• _Given records_
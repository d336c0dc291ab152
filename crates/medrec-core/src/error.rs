use thiserror::Error;

use crate::validation::FieldError;

/// Core error types for medrec domain operations
#[derive(Debug, Error)]
pub enum CoreError {
    #[error("Invalid identifier: {0}")]
    InvalidId(String),

    #[error("Invalid date/time: {0}")]
    InvalidDateTime(String),

    #[error("Invalid time zone offset: {0}")]
    InvalidTimeZone(String),

    #[error("JSON serialization error: {0}")]
    JsonError(#[from] serde_json::Error),

    #[error("Time parsing error: {0}")]
    TimeError(#[from] time::error::Parse),

    #[error("UUID error: {0}")]
    UuidError(#[from] uuid::Error),

    #[error("Object not found: {object_type}/{id}")]
    NotFound { object_type: String, id: String },

    #[error("Validation failed for {object}: {}", format_field_errors(.errors))]
    Validation {
        object: String,
        errors: Vec<FieldError>,
    },
}

fn format_field_errors(errors: &[FieldError]) -> String {
    errors
        .iter()
        .map(|e| format!("{} ({})", e.field, e.code))
        .collect::<Vec<_>>()
        .join(", ")
}

impl CoreError {
    /// Create a new InvalidId error
    pub fn invalid_id(id: impl Into<String>) -> Self {
        Self::InvalidId(id.into())
    }

    /// Create a new InvalidDateTime error
    pub fn invalid_date_time(datetime: impl Into<String>) -> Self {
        Self::InvalidDateTime(datetime.into())
    }

    /// Create a new InvalidTimeZone error
    pub fn invalid_time_zone(offset: impl Into<String>) -> Self {
        Self::InvalidTimeZone(offset.into())
    }

    /// Create a new NotFound error
    pub fn not_found(object_type: impl Into<String>, id: impl Into<String>) -> Self {
        Self::NotFound {
            object_type: object_type.into(),
            id: id.into(),
        }
    }

    /// Check if this error is a client error (bad input from the caller)
    pub fn is_client_error(&self) -> bool {
        matches!(
            self,
            Self::InvalidId(_)
                | Self::InvalidDateTime(_)
                | Self::NotFound { .. }
                | Self::Validation { .. }
                | Self::JsonError(_)
        )
    }

    /// Check if this error is a server error
    pub fn is_server_error(&self) -> bool {
        matches!(
            self,
            Self::InvalidTimeZone(_) | Self::TimeError(_) | Self::UuidError(_)
        )
    }
}

pub type CoreResult<T> = std::result::Result<T, CoreError>;

#[cfg(test)]
mod tests {
    use super::*;

    #[test]
    fn test_error_display() {
        let err = CoreError::not_found("VisitType", "7");
        assert_eq!(err.to_string(), "Object not found: VisitType/7");

        let err = CoreError::Validation {
            object: "order".into(),
            errors: vec![
                FieldError::new("drug", "error.null"),
                FieldError::new("doseUnits", "DrugOrder.error.doseUnitsRequired"),
            ],
        };
        assert_eq!(
            err.to_string(),
            "Validation failed for order: drug (error.null), doseUnits (DrugOrder.error.doseUnitsRequired)"
        );
    }

    #[test]
    fn test_error_classification() {
        assert!(CoreError::invalid_id("abc").is_client_error());
        assert!(!CoreError::invalid_id("abc").is_server_error());
        assert!(CoreError::invalid_time_zone("+99:00").is_server_error());
    }
}
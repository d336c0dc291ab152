//! Guarded medrec services.
//!
//! Every public service method runs the [`AuthorizationGate`] first. New
//! encounters are routed through the active visit assignment handler, which
//! may attach them to an existing visit or create one typed by the
//! `visits.encounterTypeToVisitTypeMapping` global property.
//!
//! [`AuthorizationGate`]: medrec_auth::AuthorizationGate

pub mod administration;
pub mod bootstrap;
pub mod cache;
pub mod directory;
pub mod encounter;
pub mod error;
pub mod handler;
pub mod mapping;
pub mod order;
pub mod store;
pub mod visit;

pub use administration::AdministrationService;
pub use bootstrap::MedrecSystem;
pub use cache::EncounterVisitMappingCache;
pub use directory::{EncounterTypeDirectory, InMemoryDirectory, VisitTypeDirectory};
pub use encounter::EncounterService;
pub use error::{ServiceError, ServiceResult};
pub use handler::{
    EncounterVisitHandler, ExistingOrNewVisitAssignmentHandler, ExistingVisitAssignmentHandler,
    NoVisitAssignmentHandler, VisitAssignmentHandlers,
};
pub use order::{DrugOrderValidator, OrderNumberGenerator, OrderSaveHandler, OrderService};
pub use store::{EncounterStore, InMemoryStore, OrderStore, VisitStore};
pub use visit::VisitService;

• _Task statement_
Identify all lines in the records above with the word "bool".

• _Solution_
    pub fn is_client_error(&self) -> bool {
    pub fn is_server_error(&self) -> bool {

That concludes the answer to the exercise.